Your task: Each line of the listing that contains "BTreeSet" should be found and copied.

Source records:
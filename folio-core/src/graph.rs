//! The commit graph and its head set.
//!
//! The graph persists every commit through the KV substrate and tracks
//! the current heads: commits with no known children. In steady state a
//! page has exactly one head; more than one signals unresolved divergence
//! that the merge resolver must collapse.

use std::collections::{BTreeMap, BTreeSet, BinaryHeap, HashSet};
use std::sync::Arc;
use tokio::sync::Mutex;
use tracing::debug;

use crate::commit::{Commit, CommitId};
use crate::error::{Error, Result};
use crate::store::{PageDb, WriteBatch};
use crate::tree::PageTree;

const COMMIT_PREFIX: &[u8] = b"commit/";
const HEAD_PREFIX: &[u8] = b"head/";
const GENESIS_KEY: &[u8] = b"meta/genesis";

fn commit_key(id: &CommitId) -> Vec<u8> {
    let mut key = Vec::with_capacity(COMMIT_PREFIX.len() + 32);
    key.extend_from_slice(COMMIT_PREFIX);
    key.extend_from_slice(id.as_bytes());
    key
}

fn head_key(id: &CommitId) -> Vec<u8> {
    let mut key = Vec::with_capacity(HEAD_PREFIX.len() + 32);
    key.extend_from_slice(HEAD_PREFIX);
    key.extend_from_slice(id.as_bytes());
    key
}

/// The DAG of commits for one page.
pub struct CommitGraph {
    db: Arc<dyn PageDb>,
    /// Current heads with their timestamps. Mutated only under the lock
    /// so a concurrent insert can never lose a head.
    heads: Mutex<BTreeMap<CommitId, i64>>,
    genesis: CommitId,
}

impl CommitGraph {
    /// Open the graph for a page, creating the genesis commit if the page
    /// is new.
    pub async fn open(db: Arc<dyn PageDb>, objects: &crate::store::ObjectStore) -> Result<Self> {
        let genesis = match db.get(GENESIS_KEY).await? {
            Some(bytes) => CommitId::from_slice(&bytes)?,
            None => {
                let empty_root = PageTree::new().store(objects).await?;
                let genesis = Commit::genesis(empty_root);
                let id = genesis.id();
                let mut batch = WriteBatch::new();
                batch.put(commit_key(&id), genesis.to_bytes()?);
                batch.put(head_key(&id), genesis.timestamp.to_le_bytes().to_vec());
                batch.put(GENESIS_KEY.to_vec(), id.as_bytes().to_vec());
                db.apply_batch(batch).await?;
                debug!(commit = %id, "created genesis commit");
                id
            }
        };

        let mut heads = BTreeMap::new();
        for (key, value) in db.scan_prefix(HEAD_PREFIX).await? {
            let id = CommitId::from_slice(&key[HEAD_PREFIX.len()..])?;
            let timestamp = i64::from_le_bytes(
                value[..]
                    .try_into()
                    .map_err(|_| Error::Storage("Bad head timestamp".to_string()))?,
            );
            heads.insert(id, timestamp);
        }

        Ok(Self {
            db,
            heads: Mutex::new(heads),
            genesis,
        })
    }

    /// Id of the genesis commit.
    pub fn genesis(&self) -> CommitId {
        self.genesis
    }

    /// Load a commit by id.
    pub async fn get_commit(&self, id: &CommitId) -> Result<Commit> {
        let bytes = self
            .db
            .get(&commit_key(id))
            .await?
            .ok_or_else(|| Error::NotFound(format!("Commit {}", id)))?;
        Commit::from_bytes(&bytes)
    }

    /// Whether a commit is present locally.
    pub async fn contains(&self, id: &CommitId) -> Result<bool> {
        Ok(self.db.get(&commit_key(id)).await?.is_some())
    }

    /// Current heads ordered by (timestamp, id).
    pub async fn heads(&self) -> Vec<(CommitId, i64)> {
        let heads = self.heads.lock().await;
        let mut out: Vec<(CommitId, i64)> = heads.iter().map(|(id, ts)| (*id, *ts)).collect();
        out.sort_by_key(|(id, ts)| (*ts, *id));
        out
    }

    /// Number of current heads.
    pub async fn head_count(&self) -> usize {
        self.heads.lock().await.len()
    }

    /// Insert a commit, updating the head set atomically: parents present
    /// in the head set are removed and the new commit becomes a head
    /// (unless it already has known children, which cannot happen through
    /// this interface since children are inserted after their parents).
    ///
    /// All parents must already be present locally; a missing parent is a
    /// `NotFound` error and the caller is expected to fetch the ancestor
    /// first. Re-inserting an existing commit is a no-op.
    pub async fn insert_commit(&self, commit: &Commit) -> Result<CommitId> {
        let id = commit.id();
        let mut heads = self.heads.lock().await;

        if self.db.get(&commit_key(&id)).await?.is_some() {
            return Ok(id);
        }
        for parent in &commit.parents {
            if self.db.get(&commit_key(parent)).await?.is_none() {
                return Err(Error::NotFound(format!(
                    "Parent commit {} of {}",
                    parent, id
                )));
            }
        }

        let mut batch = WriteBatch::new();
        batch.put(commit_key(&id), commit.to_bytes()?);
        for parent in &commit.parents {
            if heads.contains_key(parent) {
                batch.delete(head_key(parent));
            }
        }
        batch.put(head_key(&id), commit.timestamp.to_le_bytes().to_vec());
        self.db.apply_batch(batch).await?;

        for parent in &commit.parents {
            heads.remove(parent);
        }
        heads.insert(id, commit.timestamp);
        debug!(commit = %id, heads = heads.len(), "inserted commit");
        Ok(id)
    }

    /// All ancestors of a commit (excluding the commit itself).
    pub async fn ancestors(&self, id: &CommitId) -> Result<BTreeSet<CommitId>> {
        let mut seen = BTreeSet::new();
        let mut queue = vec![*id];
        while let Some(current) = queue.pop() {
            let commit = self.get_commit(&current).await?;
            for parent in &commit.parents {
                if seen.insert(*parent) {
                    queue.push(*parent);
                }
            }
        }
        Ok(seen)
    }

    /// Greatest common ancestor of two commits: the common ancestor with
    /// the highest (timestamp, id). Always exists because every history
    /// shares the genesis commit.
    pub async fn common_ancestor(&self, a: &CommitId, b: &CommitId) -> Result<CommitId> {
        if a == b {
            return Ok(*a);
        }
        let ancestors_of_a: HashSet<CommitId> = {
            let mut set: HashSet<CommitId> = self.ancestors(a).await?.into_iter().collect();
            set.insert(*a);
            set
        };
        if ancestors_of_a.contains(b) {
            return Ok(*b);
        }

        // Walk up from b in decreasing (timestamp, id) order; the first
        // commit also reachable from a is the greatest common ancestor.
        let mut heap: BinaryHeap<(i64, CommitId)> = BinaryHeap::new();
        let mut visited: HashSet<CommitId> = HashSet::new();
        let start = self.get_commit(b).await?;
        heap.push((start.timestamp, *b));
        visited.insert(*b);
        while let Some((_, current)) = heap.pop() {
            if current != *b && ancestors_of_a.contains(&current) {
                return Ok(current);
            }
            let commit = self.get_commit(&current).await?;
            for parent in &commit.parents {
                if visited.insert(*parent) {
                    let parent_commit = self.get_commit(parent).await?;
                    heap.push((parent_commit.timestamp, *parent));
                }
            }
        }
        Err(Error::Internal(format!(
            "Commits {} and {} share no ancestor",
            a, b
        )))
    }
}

Answer for this exercise:
use std::collections::{BTreeMap, BTreeSet, BinaryHeap, HashSet};
    pub async fn ancestors(&self, id: &CommitId) -> Result<BTreeSet<CommitId>> {
        let mut seen = BTreeSet::new();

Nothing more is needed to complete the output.